* **EXERCISE PROMPT**:
In the records below, work out how many lines hold the word "crates". Report the number alone.

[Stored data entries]
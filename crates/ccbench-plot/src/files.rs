//! Names of the files read and written inside an experiment's output directory.

use std::path::{Path, PathBuf};

pub const RTT_CDF_BENCHMARK: &str = "Timely-Hope.rttCDF_benchmark.png";
pub const THP_BENCHMARK: &str = "Timely-Hope.thp_benchmark.png";

fn named(out_dir: &Path, algo: &str, suffix: &str) -> PathBuf {
    out_dir.join(format!("{algo}.{suffix}"))
}

pub fn rtt_input(out_dir: &Path, algo: &str) -> PathBuf {
    named(out_dir, algo, "rtt.out")
}

pub fn trace_input(out_dir: &Path, algo: &str) -> PathBuf {
    named(out_dir, algo, "tr")
}

pub fn queue_input(out_dir: &Path, algo: &str) -> PathBuf {
    named(out_dir, algo, "queue.out")
}

pub fn rtt_chart(out_dir: &Path, algo: &str) -> PathBuf {
    named(out_dir, algo, "rtt.png")
}

pub fn rtt_cdf_chart(out_dir: &Path, algo: &str) -> PathBuf {
    named(out_dir, algo, "rttCDF.png")
}

pub fn throughput_chart(out_dir: &Path, algo: &str) -> PathBuf {
    named(out_dir, algo, "thp.png")
}

pub fn queue_chart(out_dir: &Path, algo: &str) -> PathBuf {
    named(out_dir, algo, "queue.png")
}

#[cfg(test)]
mod tests {
    use super::*;

    #[test]
    fn per_algorithm_names() {
        let dir = Path::new("/data/run1");
        assert_eq!(rtt_input(dir, "timely"), dir.join("timely.rtt.out"));
        assert_eq!(trace_input(dir, "timely"), dir.join("timely.tr"));
        assert_eq!(queue_input(dir, "hope_sum"), dir.join("hope_sum.queue.out"));
        assert_eq!(rtt_chart(dir, "timely"), dir.join("timely.rtt.png"));
        assert_eq!(rtt_cdf_chart(dir, "timely"), dir.join("timely.rttCDF.png"));
        assert_eq!(throughput_chart(dir, "hope_max"), dir.join("hope_max.thp.png"));
        assert_eq!(queue_chart(dir, "hope_max"), dir.join("hope_max.queue.png"));
    }
}
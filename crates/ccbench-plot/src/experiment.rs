//! Charts of a single experiment run.

use crate::chart::{self, ChartSpec, Series};
use crate::files;
use anyhow::{Context, Result};
use ccbench_abstract::{CdfSeries, SampleSeries, ThroughputConfig, ThroughputSeries};
use ccbench_analysis::{cdf, parse, throughput};
use plotters::prelude::SeriesLabelPosition;
use std::path::{Path, PathBuf};
use tracing::{info, warn};

/// A derived series and the charts that were written from it.
#[derive(Debug, Clone)]
pub struct Plotted<T> {
    pub series: T,
    pub charts: Vec<PathBuf>,
}

fn save(path: PathBuf, spec: &ChartSpec, series: &[Series]) -> Result<PathBuf> {
    chart::render(&path, spec, series)
        .with_context(|| format!("Failed to render {}", path.display()))?;
    info!("Saved plot: {}", path.display());
    Ok(path)
}

/// Scatter of RTT over time plus the empirical CDF of RTT.
///
/// Reads `<algo>.rtt.out`, writes `<algo>.rtt.png` and `<algo>.rttCDF.png`,
/// and returns the CDF for the cross-algorithm overlay.
pub fn plot_rtt(algo: &str, out_dir: &Path) -> Result<Plotted<CdfSeries>> {
    let input = files::rtt_input(out_dir, algo);
    let samples = parse::load_rtt_samples(&input)?;

    let spec = ChartSpec::new(
        format!("RTT for {algo} experiment"),
        "Time (sec)",
        "RTT (usec)",
    );
    let scatter = save(
        files::rtt_chart(out_dir, algo),
        &spec,
        &[Series::dots(algo, samples.samples.iter().copied())],
    )?;

    let cdf = cdf::build(&samples.values())
        .with_context(|| format!("Cannot build the RTT CDF of {}", input.display()))?;
    let spec = ChartSpec::new(
        format!("CDF of RTT for {algo} experiment"),
        "RTT (usec)",
        "CDF",
    );
    let cdf_chart = save(
        files::rtt_cdf_chart(out_dir, algo),
        &spec,
        &[Series::dots(algo, cdf.points())],
    )?;

    Ok(Plotted {
        series: cdf,
        charts: vec![scatter, cdf_chart],
    })
}

/// Per-client and total throughput over time.
///
/// Reads `<algo>.tr`, writes `<algo>.thp.png` with a log-scaled y axis, and
/// returns the series so the totals can be overlaid across algorithms.
pub fn plot_throughput(
    algo: &str,
    out_dir: &Path,
    config: &ThroughputConfig,
) -> Result<Plotted<ThroughputSeries>> {
    let input = files::trace_input(out_dir, algo);
    let series = throughput::load_throughput(&input, config)
        .with_context(|| format!("Cannot compute throughput from {}", input.display()))?;

    let mut lines: Vec<Series> = series
        .clients()
        .map(|(id, mbps)| {
            Series::line(
                format!("Client_{id}"),
                series.time.iter().copied().zip(mbps.iter().copied()),
            )
        })
        .collect();
    lines.push(Series::line("Total", series.total_points()));

    let spec = ChartSpec::new(
        format!("Throughput for {algo} experiment"),
        "Time (sec)",
        "Throughput (Mbps)",
    )
    .log_y()
    .legend(SeriesLabelPosition::UpperRight);
    let chart = save(files::throughput_chart(out_dir, algo), &spec, &lines)?;

    Ok(Plotted {
        series,
        charts: vec![chart],
    })
}

/// Queue occupancy in packets over time.
///
/// Reads `<algo>.queue.out` and writes `<algo>.queue.png` with a log-scaled
/// y axis.
pub fn plot_queue(algo: &str, out_dir: &Path) -> Result<Plotted<SampleSeries>> {
    let input = files::queue_input(out_dir, algo);
    let samples = parse::load_queue_samples(&input)?;
    if samples.is_empty() {
        warn!("No queue samples in {}", input.display());
    }
    let occupancy = parse::queue_occupancy(&samples);

    let spec = ChartSpec::new(
        format!("Queue size for {algo} experiment"),
        "Time (sec)",
        "Queue (packets)",
    )
    .log_y();
    let chart = save(
        files::queue_chart(out_dir, algo),
        &spec,
        &[Series::line(
            "Queue in packets",
            occupancy.samples.iter().copied(),
        )],
    )?;

    Ok(Plotted {
        series: occupancy,
        charts: vec![chart],
    })
}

* **WRITTEN ANSWER**:
2